La madrugada del miércoles me despertaron las sirenas policíacas. No es la primera vez. No soy el único. Hace más de 40 días comenzamos esta oleada de terror y violencia.
Por la mañana, las noticias anunciaban nuevos ataques, otros cuerpos encontrados, más violencia en la geografía colimense. Algún medio, con propósito incierto, informa que un auto con restos humanos estaba cerca de una escuela.
Las cifras de muertos durante el inquietante año cimbran. No hay manera de disfrazar el espanto.
La violencia no nació en 2022, pero su gravedad es inocultable e injustificable.
Compañeros del oficio, con regularidad, desde otras entidades me preguntan por la situación local, cuentan lo que vivieron en sus estados. Solidarios, expresan buenos deseos para que este desquiciamiento de la paz terminé pronto.
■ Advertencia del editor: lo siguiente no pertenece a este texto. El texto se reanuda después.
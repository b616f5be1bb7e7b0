use async_trait::async_trait;
use crate::types::{ProviderKind, RawResponse};
use crate::Result;

#[async_trait]
pub trait UpstreamFetcher: Send + Sync {
    /// Which upstream shape this fetcher returns
    fn kind(&self) -> ProviderKind;

    /// Issues a single request to the provider and returns the 2xx body.
    /// Non-2xx replies are mapped through [`crate::Error::from_status`].
    async fn fetch(&self) -> Result<RawResponse>;
}
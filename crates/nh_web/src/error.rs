use axum::http::StatusCode;
use axum::response::{IntoResponse, Response};
use axum::Json;
use nh_core::{Error, ProviderKind};
use serde_json::json;

/// Error as seen by the browser client: a status and a short message.
#[derive(Debug, thiserror::Error)]
#[error("{message}")]
pub struct ApiError {
    pub status: StatusCode,
    pub message: String,
}

impl ApiError {
    pub fn new(status: StatusCode, message: impl Into<String>) -> Self {
        Self { status, message: message.into() }
    }

    pub fn bad_request(message: impl Into<String>) -> Self {
        Self::new(StatusCode::BAD_REQUEST, message)
    }

    /// Maps a core error for a call against `upstream`. Generic upstream
    /// failures are reported without their body; the body is only logged.
    pub fn from_upstream(err: &Error, upstream: &str) -> Self {
        let status = StatusCode::from_u16(err.status_code()).unwrap_or(StatusCode::INTERNAL_SERVER_ERROR);
        let message = match err {
            Error::Config(_) | Error::RateLimited | Error::PaymentRequired => err.to_string(),
            Error::Parse(message) => message.clone(),
            Error::Upstream { .. } | Error::Http(_) | Error::Serialization(_) => format!("{} error", upstream),
        };
        Self { status, message }
    }
}

/// Human name of the upstream behind a provider kind.
pub fn upstream_label(kind: ProviderKind) -> &'static str {
    match kind {
        ProviderKind::AiGateway => "AI gateway",
        ProviderKind::SearchApi => "Search API",
    }
}

impl IntoResponse for ApiError {
    fn into_response(self) -> Response {
        (self.status, Json(json!({ "error": self.message }))).into_response()
    }
}

#[cfg(test)]
mod tests {
    use super::*;

    #[test]
    fn test_status_mapping() {
        let err = ApiError::from_upstream(&Error::RateLimited, "AI gateway");
        assert_eq!(err.status, StatusCode::TOO_MANY_REQUESTS);
        assert_eq!(err.message, "Rate limits exceeded. Please try again later.");

        let err = ApiError::from_upstream(&Error::PaymentRequired, "AI gateway");
        assert_eq!(err.status, StatusCode::PAYMENT_REQUIRED);
        assert_eq!(err.message, "Payment required. Please add credits to continue.");

        let err = ApiError::from_upstream(&Error::Config("AI_GATEWAY_API_KEY is not configured".to_string()), "AI gateway");
        assert_eq!(err.status, StatusCode::INTERNAL_SERVER_ERROR);
        assert_eq!(err.message, "AI_GATEWAY_API_KEY is not configured");
    }

    #[test]
    fn test_upstream_body_not_leaked() {
        let err = Error::Upstream { status: 503, body: "internal stack trace".to_string() };
        let api = ApiError::from_upstream(&err, upstream_label(ProviderKind::SearchApi));
        assert_eq!(api.status, StatusCode::INTERNAL_SERVER_ERROR);
        assert_eq!(api.message, "Search API error");
    }
}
Quisiera ser optimista, pero cuesta encontrar argumentos que eludan la ingenuidad.
Nos estamos acostumbrando a los militares en las calles, a las patrullas, al ruido de las balas, a los enfrentamientos, a la nota roja, a las imágenes violentas.
Estamos interiorizando el temor e incertidumbre.
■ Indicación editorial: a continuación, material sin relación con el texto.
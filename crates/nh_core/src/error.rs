use thiserror::Error;

#[derive(Error, Debug)]
pub enum Error {
    #[error("{0}")]
    Config(String),

    #[error("Rate limits exceeded. Please try again later.")]
    RateLimited,

    #[error("Payment required. Please add credits to continue.")]
    PaymentRequired,

    #[error("Upstream error: status {status}")]
    Upstream { status: u16, body: String },

    #[error("Parse error: {0}")]
    Parse(String),

    #[error("Serialization error: {0}")]
    Serialization(#[from] serde_json::Error),

    #[error("HTTP error: {0}")]
    Http(#[from] reqwest::Error),
}

impl Error {
    /// Maps a non-2xx upstream status onto the error taxonomy.
    pub fn from_status(status: u16, body: String) -> Self {
        match status {
            429 => Error::RateLimited,
            402 => Error::PaymentRequired,
            _ => Error::Upstream { status, body },
        }
    }

    /// Status code to hand back to the inbound caller.
    pub fn status_code(&self) -> u16 {
        match self {
            Error::RateLimited => 429,
            Error::PaymentRequired => 402,
            _ => 500,
        }
    }
}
La zozobra podría anestesiarnos si esto persiste.
Estamos perdiendo la batalla de la cordura.
Las noches pandémicas nos dejaron marcas de insomnio y cansancio.
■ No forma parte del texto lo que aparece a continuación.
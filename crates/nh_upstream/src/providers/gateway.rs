use std::fmt;

use async_trait::async_trait;
use nh_core::chat::{completions_url, ChatMessage, ChatRequest};
use nh_core::{GatewayConfig, ProviderKind, RawResponse, Result, UpstreamFetcher};
use reqwest::Client;
use tracing::info;

use super::parse_base_url;
use crate::{http_client, read_response, send};

/// Asks a chat-completion gateway for today's trending stories as JSON.
pub struct AiGatewayFetcher {
    client: Client,
    config: GatewayConfig,
}

impl AiGatewayFetcher {
    pub fn new(config: GatewayConfig) -> Result<Self> {
        let client = http_client(config.timeout)?;
        Self::with_client(client, config)
    }

    pub fn with_client(client: Client, config: GatewayConfig) -> Result<Self> {
        parse_base_url(&config.base_url)?;
        Ok(Self { client, config })
    }

    pub fn system_prompt(&self) -> String {
        let count = self.config.article_count;
        format!(
            r#"You are a news aggregator. Find the top {count} trending news stories from India right now.

For each story provide:
- title: a clear, engaging headline (max 100 chars)
- description: a brief summary (2-3 sentences, max 200 chars)
- content: the full article (3-4 paragraphs with details)
- source: the news source name (e.g. "The Times of India", "NDTV", "The Hindu")
- category: one of [politics, business, technology, sports, entertainment, health, science]
- publishedAt: today's date in ISO 8601 format

Return ONLY a valid JSON array with exactly {count} articles. No additional text or markdown.

Example:
[
  {{
    "title": "Breaking: Major development in...",
    "description": "Brief summary of the news...",
    "content": "Full article content with multiple paragraphs...",
    "source": "The Times of India",
    "category": "politics",
    "publishedAt": "2025-10-05T10:30:00Z"
  }}
]"#
        )
    }

    pub fn user_prompt(&self) -> String {
        format!(
            "Fetch the latest {} trending news stories from India right now. Focus on diverse categories and recent events.",
            self.config.article_count
        )
    }
}

impl fmt::Debug for AiGatewayFetcher {
    fn fmt(&self, f: &mut fmt::Formatter<'_>) -> fmt::Result {
        f.debug_struct("AiGatewayFetcher")
            .field("client", &"<reqwest::Client>")
            .field("config", &self.config)
            .finish()
    }
}

#[async_trait]
impl UpstreamFetcher for AiGatewayFetcher {
    fn kind(&self) -> ProviderKind {
        ProviderKind::AiGateway
    }

    async fn fetch(&self) -> Result<RawResponse> {
        let api_key = self.config.api_key()?;

        let request = ChatRequest {
            model: self.config.model.clone(),
            messages: vec![
                ChatMessage::system(self.system_prompt()),
                ChatMessage::user(self.user_prompt()),
            ],
        };

        info!("Requesting {} articles from {}", self.config.article_count, self.config.model);
        let response = send(
            self.client
                .post(completions_url(&self.config.base_url))
                .bearer_auth(api_key)
                .json(&request),
        )
        .await?;

        read_response(response, "AI gateway").await
    }
}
Las noches de violencia agudizan nuestra indefensión ciudadana.
Cuando el mapa mexicano parece dejar atrás el semáforo epidemiológico, de uso dubitativo, ahora enfilamos a otro de violencia.
¿Habrá una salida próxima de esta autopista de muerte que recorremos veloces?
¿Tiene salida el túnel? ¿Qué nos corresponde a los ciudadanos? ¿Qué nos toca, desde la educación?
¿Qué marcas dejará este capítulo en las historias personales de los niños que hoy van a la escuela?
¿Es la mejor sociedad que pudimos edificarles?